Data extract ▸
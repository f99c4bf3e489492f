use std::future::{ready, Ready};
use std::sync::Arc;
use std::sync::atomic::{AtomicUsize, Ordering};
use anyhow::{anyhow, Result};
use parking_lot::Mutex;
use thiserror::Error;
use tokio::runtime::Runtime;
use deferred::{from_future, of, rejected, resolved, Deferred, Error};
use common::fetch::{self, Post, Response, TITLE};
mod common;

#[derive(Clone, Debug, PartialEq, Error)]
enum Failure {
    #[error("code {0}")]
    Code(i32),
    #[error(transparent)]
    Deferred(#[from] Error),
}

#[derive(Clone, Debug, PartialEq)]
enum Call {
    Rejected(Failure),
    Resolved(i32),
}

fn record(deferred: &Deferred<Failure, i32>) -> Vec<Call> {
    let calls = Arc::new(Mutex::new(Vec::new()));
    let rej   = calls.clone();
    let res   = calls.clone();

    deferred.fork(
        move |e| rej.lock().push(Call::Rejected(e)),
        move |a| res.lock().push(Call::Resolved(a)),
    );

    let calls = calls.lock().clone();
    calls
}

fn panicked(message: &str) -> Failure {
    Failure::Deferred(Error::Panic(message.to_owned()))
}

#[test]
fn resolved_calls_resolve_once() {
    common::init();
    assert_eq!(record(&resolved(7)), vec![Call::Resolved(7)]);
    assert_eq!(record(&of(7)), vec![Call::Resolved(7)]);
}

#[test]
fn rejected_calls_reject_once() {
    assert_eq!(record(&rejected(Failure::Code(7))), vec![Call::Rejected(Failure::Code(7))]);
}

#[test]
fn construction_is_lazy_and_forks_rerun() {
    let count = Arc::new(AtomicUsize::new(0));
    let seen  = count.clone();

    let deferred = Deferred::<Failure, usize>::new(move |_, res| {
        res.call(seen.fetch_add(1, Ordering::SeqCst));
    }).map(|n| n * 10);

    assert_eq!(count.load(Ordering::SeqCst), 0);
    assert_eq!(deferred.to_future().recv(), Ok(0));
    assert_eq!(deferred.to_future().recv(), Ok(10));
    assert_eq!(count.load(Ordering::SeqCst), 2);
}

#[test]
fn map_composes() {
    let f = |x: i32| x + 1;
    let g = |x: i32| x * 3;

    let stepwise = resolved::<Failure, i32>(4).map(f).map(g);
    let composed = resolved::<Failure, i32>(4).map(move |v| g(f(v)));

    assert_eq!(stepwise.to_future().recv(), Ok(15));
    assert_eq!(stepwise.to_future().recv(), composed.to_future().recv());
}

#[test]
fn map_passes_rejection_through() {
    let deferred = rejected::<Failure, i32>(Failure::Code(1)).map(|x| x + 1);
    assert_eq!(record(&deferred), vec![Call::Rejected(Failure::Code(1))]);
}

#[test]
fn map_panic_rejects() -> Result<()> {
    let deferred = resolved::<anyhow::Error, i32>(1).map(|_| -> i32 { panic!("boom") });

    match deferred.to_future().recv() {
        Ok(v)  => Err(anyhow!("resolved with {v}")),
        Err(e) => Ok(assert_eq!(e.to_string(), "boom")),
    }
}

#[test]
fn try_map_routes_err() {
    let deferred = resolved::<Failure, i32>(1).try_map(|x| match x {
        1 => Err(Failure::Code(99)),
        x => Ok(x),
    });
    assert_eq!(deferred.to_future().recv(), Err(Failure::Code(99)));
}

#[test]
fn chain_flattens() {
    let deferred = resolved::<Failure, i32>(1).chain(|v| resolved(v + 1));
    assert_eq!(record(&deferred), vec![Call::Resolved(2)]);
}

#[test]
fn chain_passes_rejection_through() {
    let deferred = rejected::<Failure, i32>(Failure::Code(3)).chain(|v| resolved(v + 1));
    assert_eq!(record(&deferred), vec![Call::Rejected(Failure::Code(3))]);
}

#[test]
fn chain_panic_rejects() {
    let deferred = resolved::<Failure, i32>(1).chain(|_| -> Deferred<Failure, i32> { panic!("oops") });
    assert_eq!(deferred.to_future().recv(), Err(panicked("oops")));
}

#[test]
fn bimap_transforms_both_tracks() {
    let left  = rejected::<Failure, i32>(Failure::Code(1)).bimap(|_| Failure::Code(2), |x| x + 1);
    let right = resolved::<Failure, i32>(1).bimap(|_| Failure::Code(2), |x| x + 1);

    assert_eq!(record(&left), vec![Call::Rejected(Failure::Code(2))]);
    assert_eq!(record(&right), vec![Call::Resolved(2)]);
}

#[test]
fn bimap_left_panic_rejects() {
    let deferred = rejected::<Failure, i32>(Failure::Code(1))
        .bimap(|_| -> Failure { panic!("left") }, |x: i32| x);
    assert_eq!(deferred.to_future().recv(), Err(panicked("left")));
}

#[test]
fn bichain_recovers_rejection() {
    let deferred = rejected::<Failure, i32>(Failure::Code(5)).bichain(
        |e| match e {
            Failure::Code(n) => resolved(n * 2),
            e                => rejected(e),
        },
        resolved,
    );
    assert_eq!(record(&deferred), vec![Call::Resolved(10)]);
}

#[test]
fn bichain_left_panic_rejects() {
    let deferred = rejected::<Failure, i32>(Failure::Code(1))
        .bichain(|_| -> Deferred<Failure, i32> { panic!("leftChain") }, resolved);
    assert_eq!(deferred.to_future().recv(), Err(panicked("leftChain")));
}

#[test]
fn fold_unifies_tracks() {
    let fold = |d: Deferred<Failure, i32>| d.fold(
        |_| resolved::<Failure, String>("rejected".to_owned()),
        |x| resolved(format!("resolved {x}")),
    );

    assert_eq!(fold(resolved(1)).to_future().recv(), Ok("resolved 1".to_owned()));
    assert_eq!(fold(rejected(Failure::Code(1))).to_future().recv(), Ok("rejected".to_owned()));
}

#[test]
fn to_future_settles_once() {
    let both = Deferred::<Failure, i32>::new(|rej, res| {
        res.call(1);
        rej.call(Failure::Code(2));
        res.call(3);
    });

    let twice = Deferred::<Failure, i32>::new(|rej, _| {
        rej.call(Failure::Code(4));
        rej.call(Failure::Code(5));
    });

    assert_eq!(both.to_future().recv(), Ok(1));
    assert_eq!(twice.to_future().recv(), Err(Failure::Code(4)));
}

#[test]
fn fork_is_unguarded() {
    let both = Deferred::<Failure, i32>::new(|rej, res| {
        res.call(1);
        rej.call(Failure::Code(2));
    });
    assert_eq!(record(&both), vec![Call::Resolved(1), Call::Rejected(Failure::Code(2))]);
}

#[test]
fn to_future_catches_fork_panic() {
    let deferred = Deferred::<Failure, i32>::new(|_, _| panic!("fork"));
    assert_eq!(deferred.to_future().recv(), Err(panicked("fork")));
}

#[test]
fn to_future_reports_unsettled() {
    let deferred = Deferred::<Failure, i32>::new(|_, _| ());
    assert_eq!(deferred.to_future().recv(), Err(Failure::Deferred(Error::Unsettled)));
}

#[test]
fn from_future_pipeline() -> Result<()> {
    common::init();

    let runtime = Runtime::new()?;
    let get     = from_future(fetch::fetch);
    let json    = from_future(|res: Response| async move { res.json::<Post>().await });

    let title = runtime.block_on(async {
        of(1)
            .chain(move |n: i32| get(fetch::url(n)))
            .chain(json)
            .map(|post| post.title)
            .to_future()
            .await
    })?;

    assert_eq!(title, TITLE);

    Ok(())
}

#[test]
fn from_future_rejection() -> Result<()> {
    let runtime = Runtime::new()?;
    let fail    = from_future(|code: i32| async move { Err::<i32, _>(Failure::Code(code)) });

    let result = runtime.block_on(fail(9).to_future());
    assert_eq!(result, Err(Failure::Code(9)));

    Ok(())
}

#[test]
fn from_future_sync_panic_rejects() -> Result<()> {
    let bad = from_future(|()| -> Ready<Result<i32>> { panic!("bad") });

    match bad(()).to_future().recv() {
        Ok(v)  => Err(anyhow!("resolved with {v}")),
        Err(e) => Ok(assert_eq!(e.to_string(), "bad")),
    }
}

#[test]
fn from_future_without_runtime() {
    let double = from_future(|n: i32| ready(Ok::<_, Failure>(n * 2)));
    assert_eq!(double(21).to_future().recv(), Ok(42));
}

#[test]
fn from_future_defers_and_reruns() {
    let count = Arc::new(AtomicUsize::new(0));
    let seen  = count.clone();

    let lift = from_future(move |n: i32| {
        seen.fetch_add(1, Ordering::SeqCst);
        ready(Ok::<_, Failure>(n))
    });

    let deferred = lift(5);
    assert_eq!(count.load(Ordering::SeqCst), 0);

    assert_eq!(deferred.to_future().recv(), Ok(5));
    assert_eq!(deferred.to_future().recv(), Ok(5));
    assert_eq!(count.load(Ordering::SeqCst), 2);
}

To do ▸ Go through the data and show each line that holds "push".

Solution for this problem ▸
        move |e| rej.lock().push(Call::Rejected(e)),
        move |a| res.lock().push(Call::Resolved(a)),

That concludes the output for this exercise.